My close call: "family responsibility" could have ended my career early in 1999


On March 7, 2011 and then July 13, 2012 I discussed the history of my potential “conflict of interest” when I wrote a book (in the mid 1990s) critical of the military ban on gays (resulting in “don’t ask don’t tell”) while working for a company specializing in selling life insurance to military officers.

As I noted, I transferred to another subsidiary of the company that acquired us and moved (from Arlington VA) to Minneapolis in September, 1997.

At the time, I viewed this as a critical component of my personal integrity.  I was concerned about a policy which implied that I was an employee of a company serving a customer which regarded me as less than fully morally fit, partly because of my not having lived up to all that was expected of me as I was growing up.  (In fact, I had served in the military “without serving”.  Others had made sacrifices I hadn’t made.)

In 1999, my mother, back here in Arlington, needed coronary bypass surgery.  There had been a few medical episodes before which had glossed over her heart problems,  In fact, back in 1996, after her hip fracture, a particular medical resident had expressed some dismay at my lack of knowledge of her approaching condition. The 1997 “transfer” to Minneapolis eventually went very smoothly, although it appears that it might not have happened had physicians pursued her early warning symptoms more aggressively. 

The week leading up to the surgery was trying, as I got various calls in Minneapolis.  The doctors were first going to do just an angioplasty, but then suddenly decided it could not work.

I was concerned for about a day that they could refuse the operation unless I would come back or agree to move back, which, under the circumstances, was not possible.  I did not regard “Family Leave” as on the table.  Fortunately, from the time of a decision on Saturday, they moved so quickly to do the operation Monday morning that such a dilemma did not develop.  In a few days, they suddenly moved her to a skilled nursing facility, where the experience was not good.

Again, fortunately, we were able to hire live-in home health to care for her when she returned home.  I did make a week-long trip back the following month. (I had a pre-paid trip to Europe to make right after the sudden surgery.  I went.)

Had I left Minneapolis and lost the job, could I have gotten something else, given the big demand then for mainframe given the upcoming Y2K “crisis”?  One problem is that most such jobs were contracts, and tended to be in other cities, like in Richmond or in New Jersey.   (Oh, yes, I remember a woman telling me about fixing an ALC program with seven base registers!)   This would hardly have worked better than staying in Minneapolis.

So, yes, “family responsibility” could have meant the end of a career, and a life of interim jobs,  behind convenience store counters.
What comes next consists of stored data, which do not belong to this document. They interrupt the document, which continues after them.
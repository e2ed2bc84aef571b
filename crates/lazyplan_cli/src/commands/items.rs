use crate::dispatch::{done, failure, success, updated_envelope};
use crate::{EventAction, GoalAction, NoteAction, TodoAction};
use anyhow::Result;
use lazyplan_core::model::timestamp;
use lazyplan_core::{
    EventPatch, GoalPatch, NewEvent, NewGoal, NewNote, NewTodo, NotePatch, Planner, StoreBackend,
    TodoPatch,
};
use serde_json::{json, Value};

fn found_or(value: Option<Value>, missing: String) -> Value {
    value.unwrap_or_else(|| failure(missing))
}

pub(crate) fn event<B: StoreBackend>(
    planner: &mut Planner<B>,
    action: EventAction,
) -> Result<Value> {
    let value = match action {
        EventAction::List { week: false } => json!(planner.all_events()),
        EventAction::List { week: true } => json!(planner.events_this_week(timestamp::now())),
        EventAction::Show { id } => found_or(
            planner.event(id).map(|view| json!(view)),
            format!("Event {id} not found"),
        ),
        EventAction::Add {
            title,
            start,
            end,
            description,
            tags,
        } => {
            let view = planner.add_event(NewEvent {
                title,
                start,
                end,
                description,
                tags,
            })?;
            let message = format!("Event '{}' added successfully", view.event.title);
            success("event", json!(view), message)
        }
        EventAction::Update {
            id,
            title,
            description,
            start,
            end,
            tags,
        } => {
            let patch = EventPatch {
                title,
                description,
                start,
                end,
                tags,
            };
            let updated = planner.update_event(id, patch)?;
            updated_envelope("event", "Event", id, updated.map(|view| json!(view)))
        }
        EventAction::Delete { id } => {
            done(planner.delete_event(id)?, format!("Event {id}"), "deleted")
        }
        EventAction::DeleteWeek => {
            let count = planner.delete_events_this_week(timestamp::now())?;
            json!({
                "success": true,
                "message": format!("Deleted {count} event(s) from this week's schedule"),
            })
        }
    };
    Ok(value)
}

pub(crate) fn todo<B: StoreBackend>(planner: &mut Planner<B>, action: TodoAction) -> Result<Value> {
    let value = match action {
        TodoAction::List { overdue: true, .. } => json!(planner.overdue_todos(timestamp::now())),
        TodoAction::List {
            upcoming: Some(days),
            ..
        } => json!(planner.upcoming_todos(timestamp::now(), days)),
        TodoAction::List {
            priority: None,
            completed: false,
            ..
        } => json!(planner.all_todos()),
        TodoAction::List {
            priority,
            completed,
            ..
        } => json!(planner.todos_by_priority(priority, completed)),
        TodoAction::Show { id } => found_or(
            planner.todo(id).map(|view| json!(view)),
            format!("Todo {id} not found"),
        ),
        TodoAction::Add {
            title,
            description,
            priority,
            due,
            start,
            tags,
        } => {
            let view = planner.add_todo(NewTodo {
                title,
                description,
                priority,
                due_date: due,
                start_date: start,
                tags,
            })?;
            let message = format!("Todo '{}' added successfully", view.todo.title);
            success("todo", json!(view), message)
        }
        TodoAction::Update {
            id,
            title,
            description,
            priority,
            due,
            start,
            tags,
            completed,
        } => {
            let patch = TodoPatch {
                title,
                description,
                priority,
                due_date: due,
                start_date: start,
                tags,
                completed,
            };
            let updated = planner.update_todo(id, patch)?;
            updated_envelope("todo", "Todo", id, updated.map(|view| json!(view)))
        }
        TodoAction::Complete { id } => {
            done(planner.complete_todo(id)?, format!("Todo {id}"), "completed")
        }
        TodoAction::Delete { id } => {
            done(planner.delete_todo(id)?, format!("Todo {id}"), "deleted")
        }
    };
    Ok(value)
}

pub(crate) fn goal<B: StoreBackend>(planner: &mut Planner<B>, action: GoalAction) -> Result<Value> {
    let value = match action {
        GoalAction::List { completed } => json!(planner.goals(completed)),
        GoalAction::Show { id } => found_or(
            planner.goal_details(id).map(|details| json!(details)),
            format!("Goal {id} not found"),
        ),
        GoalAction::Add {
            title,
            description,
            priority,
            due,
            tags,
        } => {
            let view = planner.add_goal(NewGoal {
                title,
                description,
                priority,
                due_date: due,
                tags,
            })?;
            let message = format!("Goal '{}' added successfully", view.goal.title);
            success("goal", json!(view), message)
        }
        GoalAction::Update {
            id,
            title,
            description,
            priority,
            due,
            tags,
            completed,
        } => {
            let patch = GoalPatch {
                title,
                description,
                priority,
                due_date: due,
                tags,
                completed,
            };
            let updated = planner.update_goal(id, patch)?;
            updated_envelope("goal", "Goal", id, updated.map(|view| json!(view)))
        }
        GoalAction::Complete { id } => {
            done(planner.complete_goal(id)?, format!("Goal {id}"), "completed")
        }
        GoalAction::Delete { id } => {
            done(planner.delete_goal(id)?, format!("Goal {id}"), "deleted")
        }
    };
    Ok(value)
}

pub(crate) fn note<B: StoreBackend>(planner: &mut Planner<B>, action: NoteAction) -> Result<Value> {
    let value = match action {
        NoteAction::List => json!(planner.notes()),
        NoteAction::Add {
            title,
            note_type,
            content,
        } => {
            let note = planner.add_note(NewNote {
                title,
                note_type,
                content,
            })?;
            let message = format!("Note '{}' added successfully", note.title);
            success("note", json!(note), message)
        }
        NoteAction::Update {
            id,
            title,
            note_type,
            content,
        } => {
            let patch = NotePatch {
                title,
                content,
                note_type,
            };
            let updated = planner.update_note(id, patch)?;
            updated_envelope("note", "Note", id, updated.map(|note| json!(note)))
        }
        NoteAction::Delete { id } => {
            done(planner.delete_note(id)?, format!("Note {id}"), "deleted")
        }
    };
    Ok(value)
}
Of course, you can make the argument that I should have ensured that my self-published book(s) would make money. 
   
What seemed to make this particularly troubling was that I had not founded a family of my own.  I could have the responsibility without the ownership.  That’s second-class citizenship.  That’s how I saw it.
As history would follow, I would stay at ING-ReliaStar in Minneapolis until the end of 2001, when I could get full severance after merger-related (and 9/11-related) cutback.